* **WHAT TO PRODUCE**: The required output is a copy of each line in the material below that includes "message".

** PROVIDED MATERIAL follows **

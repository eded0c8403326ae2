//! # Rendering
//!
//! Draws the TUI. The application chrome (header, tabs, borders, footer)
//! uses fixed terminal colors; the preview pane is painted entirely from
//! the active theme, which is the terminal counterpart of the original's
//! CSS-variable styling.

use crate::catalog::{hex_to_color, predefined_themes, Theme};
use crate::preview::{Block as DocBlock, Document, Line as DocLine, Role};
use crate::resume::{EditorMode, FieldValue, FormBuffer};
use crate::ui::app::{App, PreviewMode, Step};
use crate::ui::perspective;
use crate::ui::sections::{self, SectionTab};
use ratatui::{
    layout::{Constraint, Direction, Layout, Rect},
    style::{Color, Modifier, Style},
    text::{Line, Span},
    widgets::{Block, Borders, Clear, List, ListItem, Paragraph, Wrap},
    Frame,
};

const CHROME_ACCENT: Color = Color::Cyan;
const CHROME_DIM: Color = Color::Gray;
const SIDEBAR_WIDTH: usize = 30;

pub fn render(frame: &mut Frame, app: &App) {
    let main_chunks = Layout::default()
        .direction(Direction::Vertical)
        .constraints([
            Constraint::Length(3), // Header with step bar
            Constraint::Min(0),    // Body
            Constraint::Length(1), // Footer
        ])
        .split(frame.area());

    render_header(frame, app, main_chunks[0]);

    match app.step {
        Step::Edit => render_edit(frame, app, main_chunks[1]),
        Step::Preview => render_preview(frame, app, main_chunks[1]),
        Step::Export => render_export(frame, app, main_chunks[1]),
    }

    render_footer(frame, app, main_chunks[2]);

    if let Some(message) = &app.modal {
        render_modal(frame, message);
    }
}
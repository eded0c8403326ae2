//! # Resume Store
//!
//! Owns the canonical [`Resume`] and persists it after every change. No
//! other component writes the resume file.

use crate::resume::{Resume, ResumePatch};
use anyhow::{Context, Result};
use std::fs;
use std::path::{Path, PathBuf};

/// The canonical resume record, backed by one JSON file.
#[derive(Debug)]
pub struct ResumeStore {
    path: PathBuf,
    data: Resume,
}

impl ResumeStore {
    /// Load the resume from `path`. A missing file yields the default empty
    /// resume; a file that fails to parse is logged and treated as missing.
    pub fn load(path: &Path) -> Self {
        let data = match Self::try_load(path) {
            Ok(data) => data,
            Err(e) => {
                eprintln!("Warning: discarding saved resume data: {e:#}");
                Resume::default()
            }
        };
        Self {
            path: path.to_path_buf(),
            data,
        }
    }

    fn try_load(path: &Path) -> Result<Resume> {
        if !path.exists() {
            return Ok(Resume::default());
        }
        let contents = fs::read_to_string(path)
            .with_context(|| format!("Failed to read resume file: {}", path.display()))?;
        let resume: Resume = serde_json::from_str(&contents)
            .with_context(|| format!("Failed to parse resume file: {}", path.display()))?;
        Ok(resume)
    }

    /// The current resume.
    pub fn get(&self) -> &Resume {
        &self.data
    }

    /// Apply a field-replacement patch and persist the merged resume.
    /// The store does not validate; editors validate before calling this.
    pub fn update(&mut self, patch: ResumePatch) -> Result<()> {
        self.data.apply(patch);
        self.save()
    }

    /// Restore the default empty resume and clear persisted state.
    pub fn reset(&mut self) -> Result<()> {
        self.data = Resume::default();
        if self.path.exists() {
            fs::remove_file(&self.path).with_context(|| {
                format!("Failed to remove resume file: {}", self.path.display())
            })?;
        }
        Ok(())
    }

    fn save(&self) -> Result<()> {
        let contents =
            serde_json::to_string_pretty(&self.data).context("Failed to serialize resume")?;
        super::write_json(&self.path, &contents)
    }

    /// The file backing this store.
    pub fn path(&self) -> &Path {
        &self.path
    }
}
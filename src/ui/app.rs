//! Application state: the three stores, the step/tab navigation, the
//! per-section editors, and the preview/export controls.

use crate::catalog::{
    background_options, is_valid_hex, predefined_themes, BackgroundOption, ColorSet, CustomTheme,
    HeaderStyle, TemplateDescriptor, Theme,
};
use crate::export::{self, ExportError, DEFAULT_EXPORT_FILENAME};
use crate::preview::{self, Document};
use crate::resume::{EditorState, Field, FieldValue, FormBuffer, Resume};
use crate::store::{ResumeStore, TemplateStore, ThemeStore};
use crate::ui::sections::{self, SectionTab};
use chrono::{DateTime, Local};
use std::path::PathBuf;

/// The three top-level steps, mirrored in the header bar.
#[derive(Debug, Clone, Copy, PartialEq, Eq)]
pub enum Step {
    Edit,
    Preview,
    Export,
}

/// Preview pane mode. Only the 2D document can be exported.
#[derive(Debug, Clone, Copy, PartialEq, Eq)]
pub enum PreviewMode {
    TwoD,
    ThreeD,
}

pub struct App {
    pub resume_store: ResumeStore,
    pub template_store: TemplateStore,
    pub theme_store: ThemeStore,
    pub step: Step,
    pub tab: SectionTab,
    /// One editor per tab; only the active tab's editor is ever open.
    pub editors: Vec<EditorState>,
    /// Cursor in the template/theme picker lists.
    pub picker_index: usize,
    /// The custom-theme form, when the customizer is open.
    pub theme_form: Option<FormBuffer>,
    pub preview_mode: PreviewMode,
    pub preview_scroll: u16,
    /// Transient one-line message in the footer.
    pub status: Option<String>,
    /// Blocking message overlay; any key dismisses it.
    pub modal: Option<String>,
    pub should_quit: bool,
    pub last_saved: Option<DateTime<Local>>,
    /// Directory the exported PDF is written into.
    pub export_dir: PathBuf,
}
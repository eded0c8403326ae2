//! # Resume Data Model
//!
//! The [`Resume`] aggregate and its section record types.
//!
//! ## Overview
//!
//! A resume is a single nested record: one [`PersonalInfo`] block plus nine
//! ordered lists (experience, education, skills, projects, certifications,
//! languages, awards, volunteer work, references). Every list record carries
//! a generated string id that is unique within its list and never changes
//! after creation.
//!
//! All types serialize with camelCase field names so the persisted JSON
//! stays readable by earlier versions of the stored data.

use serde::{Deserialize, Serialize};
use std::fmt;
use uuid::Uuid;

/// Generate a fresh record id. Ids are assigned once at creation time.
pub fn new_id() -> String {
    Uuid::new_v4().to_string()
}

/// Clamp a proficiency level into the valid 1–5 range.
pub fn clamp_level(level: u8) -> u8 {
    level.clamp(1, 5)
}

/// Name, contact fields, and summary. Always present on a resume; every
/// field may be empty.
#[derive(Debug, Clone, Default, PartialEq, Serialize, Deserialize)]
#[serde(rename_all = "camelCase", default)]
pub struct PersonalInfo {
    pub first_name: String,
    pub last_name: String,
    pub email: String,
    pub phone: String,
    pub location: String,
    pub website: String,
    pub linkedin: String,
    pub github: String,
    pub summary: String,
}

impl PersonalInfo {
    /// "First Last", trimmed; empty when both parts are empty.
    pub fn full_name(&self) -> String {
        format!("{} {}", self.first_name, self.last_name)
            .trim()
            .to_string()
    }
}

/// A single work-experience entry.
#[derive(Debug, Clone, Default, PartialEq, Serialize, Deserialize)]
#[serde(rename_all = "camelCase", default)]
pub struct Experience {
    pub id: String,
    pub company: String,
    pub position: String,
    pub location: String,
    pub start_date: String,
    pub end_date: String,
    pub current: bool,
    pub description: String,
}

impl Experience {
    /// Enforce the current/end-date exclusivity: a current position has no
    /// end date, regardless of what was typed into the form.
    pub fn normalize(mut self) -> Self {
        if self.current {
            self.end_date.clear();
        }
        self
    }

    /// Date range as shown in previews ("2021-03 - Present").
    pub fn date_range(&self) -> String {
        let end = if self.current {
            "Present"
        } else {
            self.end_date.as_str()
        };
        format!("{} - {}", self.start_date, end)
    }
}

#[derive(Debug, Clone, Default, PartialEq, Serialize, Deserialize)]
#[serde(rename_all = "camelCase", default)]
pub struct Education {
    pub id: String,
    pub institution: String,
    pub degree: String,
    pub field: String,
    pub location: String,
    pub start_date: String,
    pub end_date: String,
    #[serde(skip_serializing_if = "Option::is_none")]
    pub gpa: Option<String>,
}

/// Fixed set of skill groupings. Previews render skills grouped by category
/// in this order.
#[derive(Debug, Clone, Copy, Default, PartialEq, Eq, Serialize, Deserialize)]
pub enum SkillCategory {
    #[default]
    Technical,
    Languages,
    Tools,
    #[serde(rename = "Soft Skills")]
    SoftSkills,
    Other,
}

impl SkillCategory {
    pub const ALL: [SkillCategory; 5] = [
        SkillCategory::Technical,
        SkillCategory::Languages,
        SkillCategory::Tools,
        SkillCategory::SoftSkills,
        SkillCategory::Other,
    ];
}

impl fmt::Display for SkillCategory {
    fn fmt(&self, f: &mut fmt::Formatter<'_>) -> fmt::Result {
        let label = match self {
            SkillCategory::Technical => "Technical",
            SkillCategory::Languages => "Languages",
            SkillCategory::Tools => "Tools",
            SkillCategory::SoftSkills => "Soft Skills",
            SkillCategory::Other => "Other",
        };
        f.write_str(label)
    }
}

#[derive(Debug, Clone, PartialEq, Serialize, Deserialize)]
#[serde(rename_all = "camelCase", default)]
pub struct Skill {
    pub id: String,
    pub name: String,
    /// 1–5; clamped on construction.
    pub level: u8,
    pub category: SkillCategory,
}

impl Default for Skill {
    fn default() -> Self {
        Self {
            id: String::new(),
            name: String::new(),
            level: 3,
            category: SkillCategory::Technical,
        }
    }
}

#[derive(Debug, Clone, Default, PartialEq, Serialize, Deserialize)]
#[serde(rename_all = "camelCase", default)]
pub struct Project {
    pub id: String,
    pub name: String,
    pub description: String,
    pub technologies: Vec<String>,
    #[serde(skip_serializing_if = "Option::is_none")]
    pub url: Option<String>,
    #[serde(skip_serializing_if = "Option::is_none")]
    pub github: Option<String>,
}

#[derive(Debug, Clone, Default, PartialEq, Serialize, Deserialize)]
#[serde(rename_all = "camelCase", default)]
pub struct Certification {
    pub id: String,
    pub name: String,
    pub issuer: String,
    pub date: String,
    #[serde(skip_serializing_if = "Option::is_none")]
    pub expiry_date: Option<String>,
    #[serde(skip_serializing_if = "Option::is_none")]
    pub credential_id: Option<String>,
    #[serde(skip_serializing_if = "Option::is_none")]
    pub url: Option<String>,
}

/// Spoken-language proficiency labels, highest first.
#[derive(Debug, Clone, Copy, Default, PartialEq, Eq, Serialize, Deserialize)]
pub enum Proficiency {
    Native,
    Fluent,
    Advanced,
    #[default]
    Intermediate,
    Basic,
}

impl Proficiency {
    pub const ALL: [Proficiency; 5] = [
        Proficiency::Native,
        Proficiency::Fluent,
        Proficiency::Advanced,
        Proficiency::Intermediate,
        Proficiency::Basic,
    ];

    /// Label derived from a 1–5 star level. `Native` is never derived; it
    /// can only be chosen explicitly.
    pub fn from_level(level: u8) -> Self {
        match clamp_level(level) {
            1 | 2 => Proficiency::Basic,
            3 => Proficiency::Intermediate,
            4 => Proficiency::Advanced,
            _ => Proficiency::Fluent,
        }
    }
}

impl fmt::Display for Proficiency {
    fn fmt(&self, f: &mut fmt::Formatter<'_>) -> fmt::Result {
        let label = match self {
            Proficiency::Native => "Native",
            Proficiency::Fluent => "Fluent",
            Proficiency::Advanced => "Advanced",
            Proficiency::Intermediate => "Intermediate",
            Proficiency::Basic => "Basic",
        };
        f.write_str(label)
    }
}

#[derive(Debug, Clone, PartialEq, Serialize, Deserialize)]
#[serde(rename_all = "camelCase", default)]
pub struct Language {
    pub id: String,
    pub name: String,
    pub proficiency: Proficiency,
    /// 1–5; clamped on construction.
    pub level: u8,
}

impl Default for Language {
    fn default() -> Self {
        Self {
            id: String::new(),
            name: String::new(),
            proficiency: Proficiency::Intermediate,
            level: 3,
        }
    }
}

#[derive(Debug, Clone, Default, PartialEq, Serialize, Deserialize)]
#[serde(rename_all = "camelCase", default)]
pub struct Award {
    pub id: String,
    pub title: String,
    pub issuer: String,
    pub date: String,
    #[serde(skip_serializing_if = "Option::is_none")]
    pub description: Option<String>,
}

/// A volunteer position. Shares the current/end-date exclusivity rule with
/// [`Experience`].
#[derive(Debug, Clone, Default, PartialEq, Serialize, Deserialize)]
#[serde(rename_all = "camelCase", default)]
pub struct VolunteerEntry {
    pub id: String,
    pub organization: String,
    pub position: String,
    pub location: String,
    pub start_date: String,
    pub end_date: String,
    pub current: bool,
    pub description: String,
}

impl VolunteerEntry {
    pub fn normalize(mut self) -> Self {
        if self.current {
            self.end_date.clear();
        }
        self
    }

    pub fn date_range(&self) -> String {
        let end = if self.current {
            "Present"
        } else {
            self.end_date.as_str()
        };
        format!("{} - {}", self.start_date, end)
    }
}

#[derive(Debug, Clone, Default, PartialEq, Serialize, Deserialize)]
#[serde(rename_all = "camelCase", default)]
pub struct Reference {
    pub id: String,
    pub name: String,
    pub position: String,
    pub company: String,
    pub email: String,
    pub phone: String,
    pub relationship: String,
}

/// The complete resume aggregate: one personal-info block plus nine ordered
/// section lists. Created once at startup (loaded or defaulted), mutated by
/// the section editors through [`ResumePatch`](crate::resume::ResumePatch)
/// application, and persisted after every change.
#[derive(Debug, Clone, Default, PartialEq, Serialize, Deserialize)]
#[serde(rename_all = "camelCase", default)]
pub struct Resume {
    pub personal_info: PersonalInfo,
    pub experience: Vec<Experience>,
    pub education: Vec<Education>,
    pub skills: Vec<Skill>,
    pub projects: Vec<Project>,
    pub certifications: Vec<Certification>,
    pub languages: Vec<Language>,
    pub awards: Vec<Award>,
    pub volunteer: Vec<VolunteerEntry>,
    pub references: Vec<Reference>,
}

impl Resume {
    /// Skills in the given category, in insertion order.
    pub fn skills_in_category(&self, category: SkillCategory) -> Vec<&Skill> {
        self.skills
            .iter()
            .filter(|s| s.category == category)
            .collect()
    }

    /// True when every section (including personal info) is empty.
    pub fn is_empty(&self) -> bool {
        self.personal_info == PersonalInfo::default()
            && self.experience.is_empty()
            && self.education.is_empty()
            && self.skills.is_empty()
            && self.projects.is_empty()
            && self.certifications.is_empty()
            && self.languages.is_empty()
            && self.awards.is_empty()
            && self.volunteer.is_empty()
            && self.references.is_empty()
    }
}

** End of PROVIDED MATERIAL **

* **TASK RESPONSE**:
    if let Some(message) = &app.modal {
        render_modal(frame, message);
    /// Transient one-line message in the footer.
    /// Blocking message overlay; any key dismisses it.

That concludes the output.